CRITIQUE | « Fences » : l’envers du rêve américain
- Francis Dupont
- 12 janv. 2017
- 3 min de lecture

« Fences » - États-Unis, 2017, drame, 2h19. Réalisation: Denzel Washington | Scénario: August Wilson d'après sa pièce de théâtre « Fences » | Photographie: Charlotte Bruus Christensen | Montage: Hughes Winborne | Musique: Marcelo Zarvos | Direction artistique: David Gropman | Costumes: Sharen Davis | Producteurs: Todd Black, Scott Rudin & Denzel Washington | Interprètes: Denzel Washington, Viola Davis, Stephen McKinley Henderson, Jovan Adepo, Russell Hornsby & Mykelti Williamson
Il y a Tennessee Williams, Arthur Miller ou, encore, Eugene O’Neill. Les figures de proue du théâtre américain. Mais il y a August Wilson, un grand dramaturge américain, gagnants de deux prix Pulitzer, mais n’ayant pourtant pas la même renommée que les auteurs cités précédemment. August Wilson a consacré son œuvre à la condition des Afro-Américains dans les États-Unis du XXe siècle. Denzel Washington, qui connait bien l’univers de Wilson pour l’avoir joué au théâtre, porte à l’écran Fences dans lequel il enfile le chapeau de réalisateur et d’acteur.

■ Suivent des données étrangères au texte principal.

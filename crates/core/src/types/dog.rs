//! Dog record types.

use chrono::{DateTime, Utc};
use serde::{Deserialize, Serialize};

use super::id::DogId;

/// Errors raised when a record is missing a required field.
#[derive(thiserror::Error, Debug, Clone, PartialEq, Eq)]
pub enum DogError {
    /// The breed label is empty.
    #[error("dog breed is required")]
    MissingBreed,
    /// The image URL is empty.
    #[error("image URL is required")]
    MissingImageUrl,
}

/// A stored dog record.
///
/// Records are created and deleted but never updated in place.
#[derive(Debug, Clone, Serialize, Deserialize, PartialEq, Eq)]
pub struct DogRecord {
    /// Store-assigned ID, unique and immutable.
    pub id: DogId,
    /// Lowercase human-readable breed label.
    pub breed: String,
    /// Absolute URL of an externally hosted image.
    pub image_url: String,
    /// Adoption status. Always `false` for records created by this site.
    pub is_adopted: bool,
    /// When the store accepted the record.
    pub created_at: DateTime<Utc>,
}

/// A record that has not been stored yet.
///
/// Construct with [`NewDog::new`], which enforces the required fields.
#[derive(Debug, Clone, Serialize, Deserialize, PartialEq, Eq)]
pub struct NewDog {
    breed: String,
    image_url: String,
    is_adopted: bool,
}

impl NewDog {
    /// Create a new, not-yet-adopted dog.
    ///
    /// # Errors
    ///
    /// Returns [`DogError`] if either field is empty.
    pub fn new(breed: impl Into<String>, image_url: impl Into<String>) -> Result<Self, DogError> {
        let breed = breed.into();
        let image_url = image_url.into();

        if breed.trim().is_empty() {
            return Err(DogError::MissingBreed);
        }
        if image_url.trim().is_empty() {
            return Err(DogError::MissingImageUrl);
        }

        Ok(Self {
            breed,
            image_url,
            is_adopted: false,
        })
    }

    /// Breed label to store.
    #[must_use]
    pub fn breed(&self) -> &str {
        &self.breed
    }

    /// Image URL to store.
    #[must_use]
    pub fn image_url(&self) -> &str {
        &self.image_url
    }

    /// Adoption status to store.
    #[must_use]
    pub const fn is_adopted(&self) -> bool {
        self.is_adopted
    }

    /// Attach the store-assigned identity, producing a [`DogRecord`].
    #[must_use]
    pub fn into_record(self, id: DogId, created_at: DateTime<Utc>) -> DogRecord {
        DogRecord {
            id,
            breed: self.breed,
            image_url: self.image_url,
            is_adopted: self.is_adopted,
            created_at,
        }
    }
}

#[cfg(test)]
#[allow(clippy::unwrap_used)]
mod tests {
    use super::*;

    #[test]
    fn test_new_dog_defaults_to_not_adopted() {
        let dog = NewDog::new("retriever golden", "https://images.dog.ceo/breeds/x/1.jpg").unwrap();
        assert!(!dog.is_adopted());
        assert_eq!(dog.breed(), "retriever golden");
    }

    #[test]
    fn test_new_dog_requires_breed() {
        assert_eq!(
            NewDog::new("  ", "https://images.dog.ceo/1.jpg"),
            Err(DogError::MissingBreed)
        );
    }

    #[test]
    fn test_new_dog_requires_image_url() {
        assert_eq!(NewDog::new("pug", ""), Err(DogError::MissingImageUrl));
    }

    #[test]
    fn test_into_record_keeps_fields() {
        let id = DogId::new(uuid::Uuid::new_v4());
        let now = Utc::now();
        let record = NewDog::new("pug", "https://img/1.jpg")
            .unwrap()
            .into_record(id, now);

        assert_eq!(record.id, id);
        assert_eq!(record.breed, "pug");
        assert_eq!(record.image_url, "https://img/1.jpg");
        assert!(!record.is_adopted);
        assert_eq!(record.created_at, now);
    }
}
//! Adopt a Dog - random dog photos and an admin-curated adoption list.
//!
//! # Architecture
//!
//! - Axum web framework with HTMX for the on-load widget fetch
//! - Askama templates for server-side rendering
//! - dog.ceo for random dog images
//! - Supabase authentication service for sign-in and roles
//! - `PostgreSQL` for dog records and sessions

#![cfg_attr(not(test), forbid(unsafe_code))]

use std::sync::Arc;

use tower_http::services::ServeDir;
use tower_sessions_sqlx_store::PostgresStore;

use adopt_a_dog_site::config::SiteConfig;
use adopt_a_dog_site::db::{self, PgDogStore};
use adopt_a_dog_site::dog_api::DogCeoClient;
use adopt_a_dog_site::services::auth::SupabaseAuthClient;
use adopt_a_dog_site::state::AppState;
use sentry::integrations::tracing as sentry_tracing;
use tracing_subscriber::{layer::SubscriberExt, util::SubscriberInitExt};

/// Initialize Sentry error tracking and return guard that must be kept alive.
fn init_sentry(config: &SiteConfig) -> Option<sentry::ClientInitGuard> {
    let dsn = config.sentry_dsn.as_ref()?;

    let guard = sentry::init((
        dsn.as_str(),
        sentry::ClientOptions {
            release: sentry::release_name!(),
            environment: config
                .sentry_environment
                .clone()
                .map(std::borrow::Cow::Owned),
            sample_rate: config.sentry_sample_rate,
            traces_sample_rate: config.sentry_traces_sample_rate,
            attach_stacktrace: true,
            ..Default::default()
        },
    ));

    tracing::info!("Sentry initialized");
    Some(guard)
}

/// Filter tracing events to Sentry event types.
fn sentry_event_filter(metadata: &tracing::Metadata<'_>) -> sentry_tracing::EventFilter {
    match *metadata.level() {
        tracing::Level::ERROR | tracing::Level::WARN => sentry_tracing::EventFilter::Event,
        tracing::Level::INFO | tracing::Level::DEBUG => sentry_tracing::EventFilter::Breadcrumb,
        _ => sentry_tracing::EventFilter::Ignore,
    }
}

#[tokio::main]
async fn main() {
    // Load configuration from environment (needed for Sentry init)
    let config = SiteConfig::from_env().expect("Failed to load configuration");

    // Initialize Sentry (must be done before tracing subscriber)
    let _sentry_guard = init_sentry(&config);

    // Defaults to info level for our crate if RUST_LOG is not set
    let env_filter = tracing_subscriber::EnvFilter::try_from_default_env()
        .unwrap_or_else(|_| "adopt_a_dog_site=info,tower_http=debug".into());

    tracing_subscriber::registry()
        .with(env_filter)
        .with(tracing_subscriber::fmt::layer())
        .with(sentry_tracing::layer().event_filter(sentry_event_filter))
        .init();

    let pool = db::create_pool(&config.database_url)
        .await
        .expect("Failed to create database pool");
    tracing::info!("Database pool created");

    let session_store = PostgresStore::new(pool.clone());

    if config.run_migrations {
        db::run_migrations(&pool)
            .await
            .expect("Failed to run migrations");
        session_store
            .migrate()
            .await
            .expect("Failed to migrate session store");
        tracing::info!("Migrations complete");
    }

    let auth = SupabaseAuthClient::new(&config.auth).expect("Failed to create auth client");
    let state = AppState::new(
        config.clone(),
        Arc::new(PgDogStore::new(pool)),
        Arc::new(DogCeoClient::new(&config.dog_api)),
        Arc::new(auth),
    );

    let app = adopt_a_dog_site::app(state, session_store)
        .nest_service("/static", ServeDir::new("crates/site/static"))
        // Sentry layers (outermost for full request coverage)
        .layer(sentry_tower::NewSentryLayer::new_from_top())
        .layer(sentry_tower::SentryHttpLayer::new().enable_transaction());

    let addr = config.socket_addr();
    tracing::info!("site listening on {}", addr);

    let listener = tokio::net::TcpListener::bind(addr)
        .await
        .expect("Failed to bind to address");

    axum::serve(listener, app)
        .with_graceful_shutdown(shutdown_signal())
        .await
        .expect("Server error");
}

/// Wait for shutdown signal (Ctrl+C or SIGTERM).
async fn shutdown_signal() {
    let ctrl_c = async {
        tokio::signal::ctrl_c()
            .await
            .expect("Failed to install Ctrl+C handler");
    };

    #[cfg(unix)]
    let terminate = async {
        tokio::signal::unix::signal(tokio::signal::unix::SignalKind::terminate())
            .expect("Failed to install signal handler")
            .recv()
            .await;
    };

    #[cfg(not(unix))]
    let terminate = std::future::pending::<()>();

    tokio::select! {
        () = ctrl_c => {},
        () = terminate => {},
    }

    tracing::info!("Shutdown signal received, starting graceful shutdown");
}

Troy Maxson (Denzel Washington) est un cinquantenaire, ancien joueur de baseball étoile, maintenant éboueur. Bien qu’il déteste son emploi et sa condition, sa famille est la seule chose qui lui apporte un peu de bonheur dans son existence. Sous ses allures d’homme dur et autoritaire se cache une âme marquée par un passé difficile et par les injustices d’une société profondément raciste. Rose Maxson (Viola Davis), son épouse, est à première vue une femme discrète et soumise à son mari. Pourtant, elle est la seule qui puisse tenir tête un tant soit peu à son conjoint dont les envolées colériques effraient tout le monde. Troy se montrant intransigeant envers ses fils, car il craint ce que l’Amérique ségrégationniste leur réserve, Rose est celle qui soutient leurs espoirs d’une vie différente de celle de leur père.
Fences s’appuie d’abord sur un scénario d’une grande force. Les mots d’August Wilson ne perdent ni de leur force ni de leur pertinence à l’écran. L’adaptation qui en a été faite aurait gagné à resserrer son récit afin d’éviter quelques longueurs. Cependant, la grandeur des envolées des personnages principaux compense cette faiblesse. Entendre les paroles cruellement vraies de Wilson sur la condition humaine, plus spécifiquement celle des Afro-Américains vivant dans l’ère ségrégationniste, donne des frissons. Évidemment, ce ne sont pas que les paroles qui font frissonner, mais c’est aussi la grande interprétation que la distribution tout entière. Denzel Washington et Viola Davis sont impeccables dans les rôles de Troy et Rose qui leur ont valu chacun un Tony lorsqu’ils les ont d’abord joués sur Broadway il y a quelques années. À l’écran, ils sont tout simplement impériaux. Denzel Washington a toute la prestance naturelle pour insuffler une autorité quasi tyrannique à Troy tout en laissant paraître ses souffrances profondes. Quant à elle, Viola Davis offre une Rose d’abord douce, pour tranquillement devenir volcanique. Ils n’offrent rien de moins qu’une grande leçon d’interprétation dans Fences.
C’est la troisième fois que Denzel Washington s’aventure derrière la caméra après Antwone Fisher, dans lequel jouait Viola Davis, et The Great Debaters. L’acteur et cinéaste montre une aisance dans sa réalisation qui est probablement due à son expérience, mais aussi à sa très bonne connaissance de l’univers de Wilson. Bien que, par moment, la mise en scène rappelle fortement les origines théâtrales de l’histoire et ne se serve pas pleinement des possibilités offertes par le cinéma, le résultat est tout de même très convaincant.
La transition d’une œuvre du théâtre au cinéma peut souvent être casse-gueule. Nombreux sont les longs-métrages qui n'ont pas su se départir de la théâtralité pour donner une personnalité pleinement cinématographique au récit. Sans avoir réussi une transition parfaite de la scène à l’écran, Fences est une adaptation de grande qualité grâce, avant tout, à ses interprètes. L’adaptation que Denzel Washington en a faite est un excellent portait de la population afro-américaine alors qu’elle était soumise à un système qui l’oppressait systématiquement. Au-delà de ce portrait sociohistorique, Fences examine avec une impressionnante précision et humanité la résignation face aux rêves déchus. Un sujet qui n’est limité à aucune couleur de peau.